Word of Erny’s settlement quickly spread through the nurse practitioner community. When a Lancaster, California nurse practitioner who also holds a doctorate in nursing practice got wind of Erny’s stipulated agreement, she was so nervous that she might also face a similar investigation and penalty that she asked all her patients to no longer call her “Doctor.” 

According to the complaint, plaintiff Jacqueline Palmer took that step after embroidering the designation on her white coats with the phrase “Dr.
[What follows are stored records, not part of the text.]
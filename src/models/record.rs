use super::category::Category;
use super::daily_check::DailyCheck;
use super::date_field::DateField;
use super::discussion::Discussion;
use super::field::Field;
use super::group::Group;
use super::project_manager::ProjectManager;
use super::sales_channel::SalesChannel;
use super::status::Status;
use super::team_lead::TeamLead;
use serde::{Deserialize, Serialize};

/// One tracked client engagement.
///
/// The persisted JSON keys are camelCase (`dailyCheck`, `tlComments`, ...),
/// matching the `table-data` blob format. Every field defaults so a partial
/// blob still decodes.
#[derive(Debug, Clone, Default, PartialEq, Serialize, Deserialize)]
#[serde(rename_all = "camelCase", default)]
pub struct ProjectRecord {
    pub project: String,
    pub daily_check: DailyCheck,
    pub tl_comments: String,
    pub columns4: String,
    pub group: Group,
    pub category: Category,
    pub team_lead: TeamLead,
    pub status: Status,
    pub discussion: Discussion,
    pub start_date: DateField,
    pub end_date: DateField,
    pub project_manager: ProjectManager,
    pub client: String,
    pub sales_discussion: SalesChannel,
    pub month_year: String,
    pub rating_status: String,
    pub final_invoice_pending: String,
    pub rating_requested: String,
    pub client_satisfaction: String,
    pub priority: String,
}

impl ProjectRecord {
    /// Current value of a field as its wire string.
    pub fn get(&self, field: Field) -> String {
        match field {
            Field::Project => self.project.clone(),
            Field::DailyCheck => self.daily_check.as_str().to_string(),
            Field::TlComments => self.tl_comments.clone(),
            Field::Columns4 => self.columns4.clone(),
            Field::Group => self.group.as_str().to_string(),
            Field::Category => self.category.as_str().to_string(),
            Field::TeamLead => self.team_lead.as_str().to_string(),
            Field::Status => self.status.as_str().to_string(),
            Field::Discussion => self.discussion.as_str().to_string(),
            Field::StartDate => self.start_date.to_storage(),
            Field::EndDate => self.end_date.to_storage(),
            Field::ProjectManager => self.project_manager.as_str().to_string(),
            Field::Client => self.client.clone(),
            Field::SalesDiscussion => self.sales_discussion.as_str().to_string(),
            Field::MonthYear => self.month_year.clone(),
            Field::RatingStatus => self.rating_status.clone(),
            Field::FinalInvoicePending => self.final_invoice_pending.clone(),
            Field::RatingRequested => self.rating_requested.clone(),
            Field::ClientSatisfaction => self.client_satisfaction.clone(),
            Field::Priority => self.priority.clone(),
        }
    }

    /// Replace a field from a raw storage-format string.
    ///
    /// Total: enum fields decode with the legacy fallback and date fields
    /// accept any text. Validation belongs to the creation path, not here.
    pub fn set(&mut self, field: Field, raw: &str) {
        match field {
            Field::Project => self.project = raw.to_string(),
            Field::DailyCheck => self.daily_check = DailyCheck::from_wire(raw),
            Field::TlComments => self.tl_comments = raw.to_string(),
            Field::Columns4 => self.columns4 = raw.to_string(),
            Field::Group => self.group = Group::from_wire(raw),
            Field::Category => self.category = Category::from_wire(raw),
            Field::TeamLead => self.team_lead = TeamLead::from_wire(raw),
            Field::Status => self.status = Status::from_wire(raw),
            Field::Discussion => self.discussion = Discussion::from_wire(raw),
            Field::StartDate => self.start_date = DateField::from_storage(raw),
            Field::EndDate => self.end_date = DateField::from_storage(raw),
            Field::ProjectManager => self.project_manager = ProjectManager::from_wire(raw),
            Field::Client => self.client = raw.to_string(),
            Field::SalesDiscussion => self.sales_discussion = SalesChannel::from_wire(raw),
            Field::MonthYear => self.month_year = raw.to_string(),
            Field::RatingStatus => self.rating_status = raw.to_string(),
            Field::FinalInvoicePending => self.final_invoice_pending = raw.to_string(),
            Field::RatingRequested => self.rating_requested = raw.to_string(),
            Field::ClientSatisfaction => self.client_satisfaction = raw.to_string(),
            Field::Priority => self.priority = raw.to_string(),
        }
    }
}
use chrono::NaiveDate;
use projtrack::errors::{AppError, AppResult};
use projtrack::models::field::Field;
use projtrack::models::record::ProjectRecord;
use projtrack::models::status::Status;
use projtrack::store::adapter::{MemoryAdapter, StorageAdapter};
use projtrack::store::bootstrap::default_records;
use projtrack::store::record_store::RecordStore;
use projtrack::store::sqlite::SqliteStore;
use projtrack::store::{LAST_RESET_KEY, TABLE_DATA_KEY};

mod common;
use common::setup_test_db;

fn day(y: i32, m: u32, d: u32) -> NaiveDate {
    NaiveDate::from_ymd_opt(y, m, d).unwrap()
}

/// Adapter whose writes always fail, to pin down the best-effort
/// persistence gap: the in-memory collection must stay authoritative.
struct FailingAdapter;

impl StorageAdapter for FailingAdapter {
    fn load(&self, _key: &str) -> AppResult<Option<String>> {
        Ok(None)
    }

    fn save(&mut self, _key: &str, _value: &str) -> AppResult<()> {
        Err(AppError::Storage("disk full".to_string()))
    }
}

#[test]
fn test_bootstrap_when_nothing_persisted() {
    let store = RecordStore::open_at(Box::new(MemoryAdapter::new()), day(2025, 10, 4));
    assert_eq!(store.records(), default_records().as_slice());
}

#[test]
fn test_zero_state_scenario_persists_collection_and_marker() {
    let db_path = setup_test_db("zero_state_scenario");

    {
        let db = SqliteStore::open(&db_path).expect("open db");
        let store = RecordStore::open_at(Box::new(db), day(2025, 10, 4));
        assert_eq!(store.len(), default_records().len());
        assert!(store.records().iter().all(|r| !r.daily_check.is_done()));
    }

    // Reopen the raw store and inspect the persisted slots.
    let db = SqliteStore::open(&db_path).expect("reopen db");
    let blob = db.load(TABLE_DATA_KEY).expect("load").expect("table-data");
    let persisted: Vec<ProjectRecord> = serde_json::from_str(&blob).expect("decode");
    assert_eq!(persisted, default_records());

    let marker = db.load(LAST_RESET_KEY).expect("load").expect("marker");
    assert_eq!(marker, "04/10/2025");
}

#[test]
fn test_append_preserves_order() {
    let db_path = setup_test_db("append_order");
    let db = SqliteStore::open(&db_path).expect("open db");
    let mut store = RecordStore::open_at(Box::new(db), day(2025, 10, 4));

    let before = store.records().to_vec();
    let record = ProjectRecord {
        project: "Orbit landing page".to_string(),
        client: "Orbit Labs".to_string(),
        ..ProjectRecord::default()
    };
    store.append(record.clone());

    assert_eq!(store.len(), before.len() + 1);
    assert_eq!(&store.records()[..before.len()], before.as_slice());
    assert_eq!(store.records()[before.len()], record);

    // The whole collection was rewritten on append.
    drop(store);
    let db = SqliteStore::open(&db_path).expect("reopen db");
    let blob = db.load(TABLE_DATA_KEY).expect("load").expect("table-data");
    let persisted: Vec<ProjectRecord> = serde_json::from_str(&blob).expect("decode");
    assert_eq!(persisted.len(), before.len() + 1);
    assert_eq!(persisted[before.len()].project, "Orbit landing page");
}

#[test]
fn test_set_field_touches_only_its_target() {
    let store_day = day(2025, 10, 4);
    let mut store = RecordStore::open_at(Box::new(MemoryAdapter::new()), store_day);
    let before = store.records().to_vec();

    store.set_field(1, Field::Status, "Completed");

    assert_eq!(store.records()[0], before[0]);
    assert_eq!(store.records()[2], before[2]);

    let mut expected = before[1].clone();
    expected.status = Status::Completed;
    assert_eq!(store.records()[1], expected);
}

#[test]
fn test_set_field_unknown_enum_value_decodes_as_legacy() {
    let db_path = setup_test_db("legacy_decode");

    {
        let db = SqliteStore::open(&db_path).expect("open db");
        let mut store = RecordStore::open_at(Box::new(db), day(2025, 10, 4));
        store.set_field(0, Field::Status, "Ancient Status");
        assert_eq!(
            store.records()[0].status,
            Status::Legacy("Ancient Status".to_string())
        );
        assert_eq!(store.records()[0].get(Field::Status), "Ancient Status");
    }

    // Unknown values survive a persistence round trip verbatim.
    let db = SqliteStore::open(&db_path).expect("reopen db");
    let store = RecordStore::open_at(Box::new(db), day(2025, 10, 4));
    assert_eq!(store.records()[0].get(Field::Status), "Ancient Status");
}

#[test]
fn test_corrupt_blob_falls_back_to_bootstrap() {
    let adapter =
        MemoryAdapter::with_entries([(TABLE_DATA_KEY, "definitely-not-json{{")]);
    let store = RecordStore::open_at(Box::new(adapter), day(2025, 10, 4));
    assert_eq!(store.records(), default_records().as_slice());
}

#[test]
fn test_persisted_empty_collection_is_respected() {
    // An empty array is valid persisted state, not a corruption.
    let adapter = MemoryAdapter::with_entries([(TABLE_DATA_KEY, "[]")]);
    let store = RecordStore::open_at(Box::new(adapter), day(2025, 10, 4));
    assert!(store.is_empty());
}

#[test]
fn test_failed_write_does_not_abort_the_mutation() {
    // Persistence is best-effort in the current design: the edit stands in
    // memory even when every save fails.
    let mut store = RecordStore::open_at(Box::new(FailingAdapter), day(2025, 10, 4));
    store.set_field(0, Field::Project, "Renamed after disk loss");
    assert_eq!(store.records()[0].project, "Renamed after disk loss");
}

#[test]
#[should_panic]
fn test_set_field_out_of_range_is_a_programmer_error() {
    let mut store = RecordStore::open_at(Box::new(MemoryAdapter::new()), day(2025, 10, 4));
    store.set_field(99, Field::Status, "Completed");
}
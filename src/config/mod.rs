use serde::{Deserialize, Serialize};
use std::fs;
use std::io::{self, Write};
use std::path::PathBuf;

#[derive(Debug, Serialize, Deserialize)]
pub struct Config {
    pub database: String,
    #[serde(default = "default_project_manager")]
    pub default_project_manager: String,
    #[serde(default = "default_team_lead")]
    pub default_team_lead: String,
}

fn default_project_manager() -> String {
    "Komal".to_string()
}
fn default_team_lead() -> String {
    "Nikhil Joshi".to_string()
}

impl Default for Config {
    fn default() -> Self {
        let db_path = Self::database_file();
        Self {
            database: db_path.to_string_lossy().to_string(),
            default_project_manager: default_project_manager(),
            default_team_lead: default_team_lead(),
        }
    }
}

impl Config {
    /// Return the standard configuration directory depending on the platform
    pub fn config_dir() -> PathBuf {
        if cfg!(target_os = "windows") {
            dirs::config_dir()
                .unwrap_or_else(|| PathBuf::from("."))
                .join("projtrack")
        } else {
            dirs::home_dir()
                .unwrap_or_else(|| PathBuf::from("."))
                .join(".projtrack")
        }
    }

    /// Return the full path of the config file
    pub fn config_file() -> PathBuf {
        Self::config_dir().join("projtrack.conf")
    }

    /// Return the full path of the SQLite database
    pub fn database_file() -> PathBuf {
        Self::config_dir().join("projtrack.sqlite")
    }

    /// Load configuration from file, or return defaults if not found
    pub fn load() -> Self {
        let path = Self::config_file();

        if path.exists() {
            let content = fs::read_to_string(&path).expect("❌ Failed to read configuration file");
            serde_yaml::from_str(&content).expect("❌ Failed to parse configuration file")
        } else {
            Config::default()
        }
    }

    /// Initialize configuration and database files
    pub fn init_all(custom_name: Option<String>, is_test: bool) -> io::Result<()> {
        let dir = Self::config_dir();
        fs::create_dir_all(&dir)?;

        // DB name: user provided or default
        let db_path = if let Some(name) = custom_name {
            let p = std::path::Path::new(&name);
            if p.is_absolute() {
                p.to_path_buf()
            } else {
                dir.join(p)
            }
        } else {
            Self::database_file()
        };

        let config = Config {
            database: db_path.to_string_lossy().to_string(),
            default_project_manager: default_project_manager(),
            default_team_lead: default_team_lead(),
        };

        // Write config file
        if !is_test {
            let yaml = serde_yaml::to_string(&config).expect("❌ Failed to encode configuration");
            let mut file = fs::File::create(Self::config_file())?;
            file.write_all(yaml.as_bytes())?;
            println!("✅ Config file: {:?}", Self::config_file());
        }

        // Create empty DB file if not exists
        if !db_path.exists() {
            fs::File::create(&db_path)?;
        }

        println!("✅ Database:    {:?}", db_path);

        Ok(())
    }
}
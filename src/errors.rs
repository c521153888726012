//! Unified application error type.
//! All modules (store, core, cli, utils) return AppError to keep the error
//! handling consistent and easy to manage.

use std::collections::BTreeMap;
use std::fmt;
use std::io;
use thiserror::Error;

/// Field name → message mapping produced by the entry validator.
/// Ordered so the printed output is stable.
#[derive(Debug, Clone, Default, PartialEq, Eq)]
pub struct ValidationErrors(pub BTreeMap<&'static str, String>);

impl ValidationErrors {
    pub fn is_empty(&self) -> bool {
        self.0.is_empty()
    }

    pub fn insert(&mut self, field: &'static str, message: &str) {
        self.0.insert(field, message.to_string());
    }

    pub fn contains(&self, field: &str) -> bool {
        self.0.contains_key(field)
    }

    pub fn len(&self) -> usize {
        self.0.len()
    }
}

impl fmt::Display for ValidationErrors {
    fn fmt(&self, f: &mut fmt::Formatter<'_>) -> fmt::Result {
        let mut first = true;
        for (field, msg) in &self.0 {
            if !first {
                writeln!(f)?;
            }
            write!(f, "{}: {}", field, msg)?;
            first = false;
        }
        Ok(())
    }
}

#[derive(Error, Debug)]
pub enum AppError {
    // ---------------------------
    // IO
    // ---------------------------
    #[error("I/O error: {0}")]
    Io(#[from] io::Error),

    // ---------------------------
    // Database-related
    // ---------------------------
    #[error("Database error: {0}")]
    Db(#[from] rusqlite::Error),

    #[error("Storage error: {0}")]
    Storage(String),

    // ---------------------------
    // Addressing errors
    // ---------------------------
    #[error("Unknown field: {0}")]
    UnknownField(String),

    #[error("Invalid record index: {0}")]
    InvalidIndex(usize),

    // ---------------------------
    // Entry validation
    // ---------------------------
    #[error("Entry rejected:\n{0}")]
    Validation(ValidationErrors),

    // ---------------------------
    // Auth (collaborator screen)
    // ---------------------------
    #[error("Invalid email or password. Please check your credentials and try again.")]
    InvalidCredentials,

    // ---------------------------
    // Generic fallback
    // ---------------------------
    #[error("Internal error: {0}")]
    Other(String),
}

pub type AppResult<T> = Result<T, AppError>;
use crate::errors::AppResult;
use chrono::Local;
use rusqlite::Connection;
use rusqlite::params;

/// Write an internal log line into the `log` table.
pub fn ttlog(conn: &Connection, operation: &str, target: &str, message: &str) -> AppResult<()> {
    let now = Local::now().to_rfc3339();

    let mut stmt = conn.prepare_cached(
        "INSERT INTO log (date, operation, target, message)
         VALUES (?1, ?2, ?3, ?4)",
    )?;

    stmt.execute(params![now, operation, target, message])?;

    Ok(())
}

/// Load the whole audit log, oldest first.
pub fn load_log(conn: &Connection) -> AppResult<Vec<(i32, String, String, String, String)>> {
    let mut stmt = conn
        .prepare_cached("SELECT id, date, operation, target, message FROM log ORDER BY id ASC")?;

    let rows = stmt.query_map([], |row| {
        Ok((
            row.get::<_, i32>(0)?,
            row.get::<_, String>(1)?,
            row.get::<_, String>(2)?,
            row.get::<_, String>(3)?,
            row.get::<_, String>(4)?,
        ))
    })?;

    let mut out = Vec::new();
    for r in rows {
        out.push(r?);
    }
    Ok(out)
}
J Palmer FNP-C.” Moreover, she also signed her name with it—and even introduced herself to new patients while using the “Doctor” title. 

Eight months after Erny’s settlement, Palmer and two other nurse practitioners with doctorates who referenced themselves as “Doctor” filed the litigation. Palmer’s complaint states that these plaintiffs sued as a defensive legal maneuver to prevent them from also facing prosecution.

Uncertainty About Medical Titles

As we describe in several articles here on NPSchools.com, both nurse practitioners and physicians play vital roles in modern healthcare. And even though both of these professions diagnose and treat patients within primary care settings, their training is different. They progress through separate educational programs that lead to clearly defined roles in care delivery. 

For example, nurse practitioners must earn master’s degrees and complete advanced training beyond their registered nurse credentials—and in some jurisdictions like California, physicians also need to supervise their practices. 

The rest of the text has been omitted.